The novelist Ross Lockridge, Jr. was born April 25, 1914 in Bloomington, Indiana, youngest of four siblings.
His father was known as Mr. Indiana for his books on Indiana history and his "historic cite recitals," in which he gave dramatic orations on the very spots where famous Hoosiers had done their heroic deeds.
His mother was one of the first to embrace the Montessori teaching methods, used in home schooling and a kindergarten.
Ross Jr. began his writing career at age eight with a quest romance, The Demon with the Fiery Tongue, whose hero cheerfully slays his brothers.
His father leaned on him heavily throughout his earlier years, dictating books to this son who had won a state-wide shorthand competition. What his father didn't know was that Ross Jr. had determined early on to write a book of his own, nothing less than the Great American Novel.
Known around the Indiana University campus as "A Plus Lockridge," he won a scholarship abroad for his junior year at the Sorbonne.
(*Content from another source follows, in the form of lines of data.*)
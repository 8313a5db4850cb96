use axum::extract::State;
use axum::response::{IntoResponse, Json};

use crate::state::AppState;

// ━━━━━━━━━━━━━━━━━━━━━━━━━━━━━━━━━━━━━━━━━━━━━━━━━━━━━━━━━━━━━━━━━━
// GET /v1/health: lightweight health probe (public, no auth)
// ━━━━━━━━━━━━━━━━━━━━━━━━━━━━━━━━━━━━━━━━━━━━━━━━━━━━━━━━━━━━━━━━━━

pub async fn health(State(state): State<AppState>) -> impl IntoResponse {
    Json(serde_json::json!({
        "status": "ok",
        "version": env!("CARGO_PKG_VERSION"),
        "backend": state.backend.backend_id(),
        "output_mode": state.config.frontend.output_mode,
        "queue": {
            "depth": state.queue.depth(),
            "capacity": state.queue.capacity(),
        },
        "sessions": {
            "store": state.sessions.backend_name(),
            "count": state.sessions.len(),
        },
    }))
}
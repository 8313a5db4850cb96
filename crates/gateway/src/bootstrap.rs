//! AppState construction extracted from `main.rs`.
//!
//! `serve` boots the full runtime through [`build_app_state`]; `ask` reuses
//! [`build_runner`] with its own surface and no HTTP listener.

use std::sync::Arc;

use anyhow::Context;
use sha2::{Digest, Sha256};

use sr_backend::{ChatMessagesClient, ConversationBackend};
use sr_domain::config::{Config, ConfigSeverity};
use sr_sessions::SessionStore;

use crate::runtime::{TurnQueue, TurnRunner, TurnSettings, Worker};
use crate::services::{AuditClient, AuditSink, PermissionCheck, PermissionClient};
use crate::state::AppState;
use crate::surface::{CardSurface, HttpBridgeSurface};

/// Log every validation issue and fail on errors.
pub fn check_config(config: &Config) -> anyhow::Result<()> {
    let issues = config.validate();
    for issue in &issues {
        match issue.severity {
            ConfigSeverity::Warning => tracing::warn!("config: {issue}"),
            ConfigSeverity::Error => tracing::error!("config: {issue}"),
        }
    }
    let errors = issues
        .iter()
        .filter(|i| i.severity == ConfigSeverity::Error)
        .count();
    if errors > 0 {
        anyhow::bail!("config validation failed with {errors} error(s)");
    }
    Ok(())
}

/// Validate config, initialize every subsystem and return a fully-wired
/// [`AppState`] plus the turn worker, which the caller shuts down on exit.
pub fn build_app_state(config: Arc<Config>) -> anyhow::Result<(AppState, Worker)> {
    check_config(&config)?;

    // ── Sessions ─────────────────────────────────────────────────────
    let sessions = Arc::new(
        SessionStore::from_config(&config.sessions).context("initializing session store")?,
    );
    tracing::info!(restored = sessions.len(), "sessions restored");

    // ── Conversation backend ─────────────────────────────────────────
    let backend: Arc<dyn ConversationBackend> = Arc::new(
        ChatMessagesClient::new(&config.backend).context("creating backend client")?,
    );
    tracing::info!(url = %config.backend.base_url, "backend client ready");

    // ── Chat surface ─────────────────────────────────────────────────
    let surface: Arc<dyn CardSurface> = Arc::new(
        HttpBridgeSurface::new(&config.frontend).context("creating chat surface")?,
    );
    tracing::info!(
        bridge = %config.frontend.bridge_url,
        output_mode = ?config.frontend.output_mode,
        "chat surface ready"
    );

    // ── User-management services ─────────────────────────────────────
    let permission: Option<Arc<dyn PermissionCheck>> = if config.permission.enabled {
        let client = PermissionClient::new(&config.permission).context("creating permission client")?;
        tracing::info!(url = %config.permission.base_url, "permission checks enabled");
        Some(Arc::new(client))
    } else {
        tracing::info!("permission checks disabled");
        None
    };

    // ── Turn runner + queue ──────────────────────────────────────────
    let runner = build_runner(&config, backend.clone(), sessions.clone(), surface.clone())?;
    let (queue, worker) = TurnQueue::start(config.pipeline.queue_capacity, Arc::new(runner));

    // ── API token (read once, hash for constant-time comparison) ─────
    let api_token_hash = {
        let env_var = &config.server.api_token_env;
        match std::env::var(env_var).ok().filter(|t| !t.is_empty()) {
            Some(t) => {
                tracing::info!(source = %format!("env:{env_var}"), "API bearer-token auth enabled");
                Some(Sha256::digest(t.as_bytes()).to_vec())
            }
            None => {
                tracing::warn!("API bearer-token auth DISABLED; set the {env_var} env var");
                None
            }
        }
    };

    let state = AppState {
        config,
        backend,
        surface,
        sessions,
        queue,
        permission,
        api_token_hash,
    };
    Ok((state, worker))
}

/// Wire a [`TurnRunner`] around the given backend, sessions and surface.
/// The question log is attached when enabled in config.
pub fn build_runner(
    config: &Config,
    backend: Arc<dyn ConversationBackend>,
    sessions: Arc<SessionStore>,
    surface: Arc<dyn CardSurface>,
) -> anyhow::Result<TurnRunner> {
    let audit: Option<Arc<dyn AuditSink>> = if config.audit.enabled {
        let client = AuditClient::new(&config.audit).context("creating question log client")?;
        tracing::info!(url = %config.audit.base_url, "question log enabled");
        Some(Arc::new(client))
    } else {
        None
    };

    let settings = TurnSettings::from_config(&config.pipeline);
    tracing::info!(
        tick_ms = settings.tick_interval.as_millis() as u64,
        timeout_secs = settings.turn_timeout.map(|t| t.as_secs()),
        "turn runner ready"
    );
    Ok(TurnRunner::new(backend, sessions, surface, audit, settings))
}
In voluminous letters home he discovered a writer's voice and decided his projected novel would be based on his mother Elsie's side of the family.
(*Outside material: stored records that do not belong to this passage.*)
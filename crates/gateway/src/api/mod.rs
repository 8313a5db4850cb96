pub mod auth;
pub mod chat;
pub mod health;
pub mod inbound;
pub mod sessions;

use axum::http::StatusCode;
use axum::middleware;
use axum::response::{IntoResponse, Json, Response};
use axum::routing::{get, post};
use axum::Router;

use crate::state::AppState;

/// Build the full API router.
///
/// Routes are split into **public** (no auth required) and **protected**
/// (gated behind the bearer-token middleware).
///
/// `state` is needed to wire up the auth middleware at build time.
pub fn router(state: AppState) -> Router<AppState> {
    let public = Router::new().route("/v1/health", get(health::health));

    let protected = Router::new()
        // Transport adapter contract
        .route("/v1/inbound", post(inbound::inbound))
        // Direct blocking chat
        .route("/v1/chat", post(chat::chat))
        // Session lookup
        .route("/v1/sessions/:user_id", get(sessions::get_session))
        .route_layer(middleware::from_fn_with_state(
            state,
            auth::require_api_token,
        ));

    public.merge(protected)
}

/// `{ "error": message }` with the given status.
pub(crate) fn error_response(status: StatusCode, message: impl Into<String>) -> Response {
    (status, Json(serde_json::json!({ "error": message.into() }))).into_response()
}
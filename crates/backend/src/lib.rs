//! Client side of the conversational backend: the [`ConversationBackend`]
//! seam, the `/chat-messages` HTTP client and line-framed stream decoding.

pub mod client;
pub mod sse;
pub mod traits;
pub(crate) mod util;

// Re-exports for convenience.
pub use client::ChatMessagesClient;
pub use sse::event_stream;
pub use traits::{BlockingAnswer, ChatRequest, ConversationBackend};
pub use util::resolve_api_key;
Shortly after graduating with the highest grade point average ever tallied at the university, he was bed-fast for a year with scarlet fever. He was cared for by his mother and his high school sweetheart, Vernice Baker, whom he married upon recovery.
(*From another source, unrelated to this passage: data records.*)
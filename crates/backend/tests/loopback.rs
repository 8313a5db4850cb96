//! Exercises the HTTP client against a local axum server speaking the
//! `/chat-messages` wire format.

use axum::body::Body;
use axum::http::{HeaderMap, StatusCode};
use axum::response::{IntoResponse, Response};
use axum::routing::post;
use axum::{Json, Router};
use futures_util::StreamExt;
use serde_json::Value;

use sr_backend::{ChatMessagesClient, ChatRequest, ConversationBackend};
use sr_domain::config::BackendConfig;
use sr_domain::error::Error;
use sr_domain::stream::EventKind;

async fn chat_messages(headers: HeaderMap, Json(body): Json<Value>) -> Response {
    let authorized = headers
        .get("authorization")
        .and_then(|v| v.to_str().ok())
        == Some("Bearer app-loopback");
    if !authorized {
        return (StatusCode::UNAUTHORIZED, "bad key").into_response();
    }

    let query = body["query"].as_str().unwrap_or_default().to_string();
    if query == "boom" {
        return (
            StatusCode::BAD_REQUEST,
            r#"{"code":"invalid_param","message":"boom"}"#,
        )
            .into_response();
    }

    let conversation = body["conversation_id"].as_str().unwrap_or("c-new").to_string();

    match body["response_mode"].as_str() {
        Some("streaming") => {
            let lines = format!(
                "data: {{\"event\":\"message\",\"answer\":\"echo:\"}}\n\n\
                 data: {{\"event\":\"message\",\"answer\":\"{query}\"}}\n\n\
                 data: {{\"event\":\"message_end\",\"conversation_id\":\"{conversation}\"}}\n\n"
            );
            Response::new(Body::from(lines))
        }
        _ => Json(serde_json::json!({
            "event": "message",
            "answer": format!("echo:{query}"),
            "conversation_id": conversation,
            "message_id": "m1",
        }))
        .into_response(),
    }
}

async fn spawn_backend() -> String {
    let app = Router::new().route("/v1/chat-messages", post(chat_messages));
    let listener = tokio::net::TcpListener::bind("127.0.0.1:0").await.unwrap();
    let addr = listener.local_addr().unwrap();
    tokio::spawn(async move {
        axum::serve(listener, app).await.unwrap();
    });
    format!("http://{addr}/v1")
}

fn client(base_url: String, key: &str) -> ChatMessagesClient {
    let cfg = BackendConfig {
        base_url,
        api_key: Some(key.into()),
        ..BackendConfig::default()
    };
    ChatMessagesClient::new(&cfg).unwrap()
}

#[tokio::test]
async fn streaming_turn_decodes_all_events() {
    let backend = client(spawn_backend().await, "app-loopback");
    let req = ChatRequest::new("u1", "hi").with_conversation(Some("c7".into()));

    let events: Vec<_> = backend
        .stream_chat(&req)
        .await
        .unwrap()
        .collect::<Vec<_>>()
        .await
        .into_iter()
        .map(|e| e.unwrap())
        .collect();

    assert_eq!(events.len(), 3);
    let answer: String = events
        .iter()
        .filter(|e| e.event == EventKind::Message)
        .map(|e| e.answer.as_str())
        .collect();
    assert_eq!(answer, "echo:hi");
    assert_eq!(events[2].event, EventKind::MessageEnd);
    assert_eq!(events[2].conversation_id, "c7");
}

#[tokio::test]
async fn blocking_turn_returns_answer() {
    let backend = client(spawn_backend().await, "app-loopback");
    let answer = backend
        .block_chat(&ChatRequest::new("u1", "ping"))
        .await
        .unwrap();
    assert_eq!(answer.answer, "echo:ping");
    assert_eq!(answer.conversation_id, "c-new");
    assert_eq!(answer.message_id.as_deref(), Some("m1"));
}

#[tokio::test]
async fn error_status_fails_before_streaming() {
    let backend = client(spawn_backend().await, "app-loopback");
    let err = match backend.stream_chat(&ChatRequest::new("u1", "boom")).await {
        Ok(_) => panic!("expected an error"),
        Err(e) => e,
    };
    match err {
        Error::Backend { status, message } => {
            assert_eq!(status, 400);
            assert!(message.contains("invalid_param"));
        }
        other => panic!("unexpected error: {other:?}"),
    }
}

#[tokio::test]
async fn wrong_key_is_rejected() {
    let backend = client(spawn_backend().await, "app-wrong");
    let err = backend
        .block_chat(&ChatRequest::new("u1", "hi"))
        .await
        .unwrap_err();
    assert!(matches!(err, Error::Backend { status: 401, .. }));
    assert!(err.is_backend());
}
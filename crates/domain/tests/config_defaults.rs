use sr_domain::config::{Config, OutputMode, SessionStoreKind};
use std::time::Duration;

#[test]
fn default_host_is_localhost() {
    let config = Config::default();
    assert_eq!(config.server.host, "127.0.0.1");
}

#[test]
fn explicit_zero_host_parses() {
    let toml_str = r#"
[server]
host = "0.0.0.0"
port = 3210
"#;
    let config: Config = toml::from_str(toml_str).unwrap();
    assert_eq!(config.server.host, "0.0.0.0");
    assert_eq!(config.server.port, 3210);
}

#[test]
fn default_cors_allows_only_localhost() {
    let config = Config::default();
    assert!(config.server.cors.allowed_origins.contains(&"http://localhost:*".to_string()));
    assert!(config.server.cors.allowed_origins.contains(&"http://127.0.0.1:*".to_string()));
}

#[test]
fn pipeline_defaults_match_relay_behaviour() {
    let config = Config::default();
    assert_eq!(config.pipeline.queue_capacity, 1000);
    assert_eq!(config.pipeline.tick_interval(), Duration::from_millis(200));
    assert_eq!(config.sessions.ttl_minutes, 30);
    assert_eq!(config.sessions.store, SessionStoreKind::Memory);
    assert_eq!(config.frontend.output_mode, OutputMode::Stream);
}

#[test]
fn full_file_parses() {
    let toml_str = r#"
[backend]
base_url = "https://api.example.com/v1"
api_key_env = "MY_KEY"

[backend.inputs]
tenant = "acme"

[sessions]
ttl_minutes = 5
store = "file"
state_path = "/var/lib/streamrelay"

[pipeline]
queue_capacity = 10
tick_interval_ms = 50
turn_timeout_secs = 0

[frontend]
output_mode = "text"
supported_types = ["text"]

[permission]
enabled = true
base_url = "http://perm.local"

[audit]
enabled = true
base_url = "http://audit.local"
"#;
    let config: Config = toml::from_str(toml_str).unwrap();
    assert_eq!(config.backend.api_key_env, "MY_KEY");
    assert_eq!(config.backend.inputs["tenant"], "acme");
    assert_eq!(config.sessions.store, SessionStoreKind::File);
    assert_eq!(config.pipeline.queue_capacity, 10);
    assert!(config.pipeline.turn_timeout().is_none());
    assert_eq!(config.frontend.output_mode, OutputMode::Text);
    assert!(!config.frontend.supports("audio"));
    assert_eq!(config.permission.default_level, 1001);

    let errors: Vec<_> = config
        .validate()
        .into_iter()
        .filter(|e| e.severity == sr_domain::config::ConfigSeverity::Error)
        .collect();
    assert!(errors.is_empty(), "{errors:?}");
}

#[test]
fn api_token_env_default() {
    let config = Config::default();
    assert_eq!(config.server.api_token_env, "SR_API_TOKEN");
}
While teaching in the English department and beginning a family, he detoured from fiction and knocked out a 400-page epic poem, The Dream of the Flesh of Iron. This was a book of nightmares narrating the Great War and the period leading up to World War II. The disease of materialism is its central metaphor and it makes for some fairly unpleasant reading. With no hope of publication he cast the draft aside and began in earnest the novel he had in mind to write. He had typed up some 2,000 pages when he had a sudden recognition that his strongest characters were the old folks, especially his maternal grandfather, John Shockley, a deceased Hoosier schoolmaster. He abruptly turned the manuscript over, switched the era from the twentieth to the nineteenth century, and began writing Raintree County, itself a 2,000 page manuscript within a couple of years.
Lockridge borrowed from Joyce's Ulysses the idea of structuring the novel around a single day, in his case July 4, 1892. But Lockridge felt that Joyce's novel, which he deeply admired in other respects, was inaccessible to the common reader. "The emotions are there" he wrote, "but not for the reader, who is too busy deciphering." He wished to write a great novel that was also a page-turner.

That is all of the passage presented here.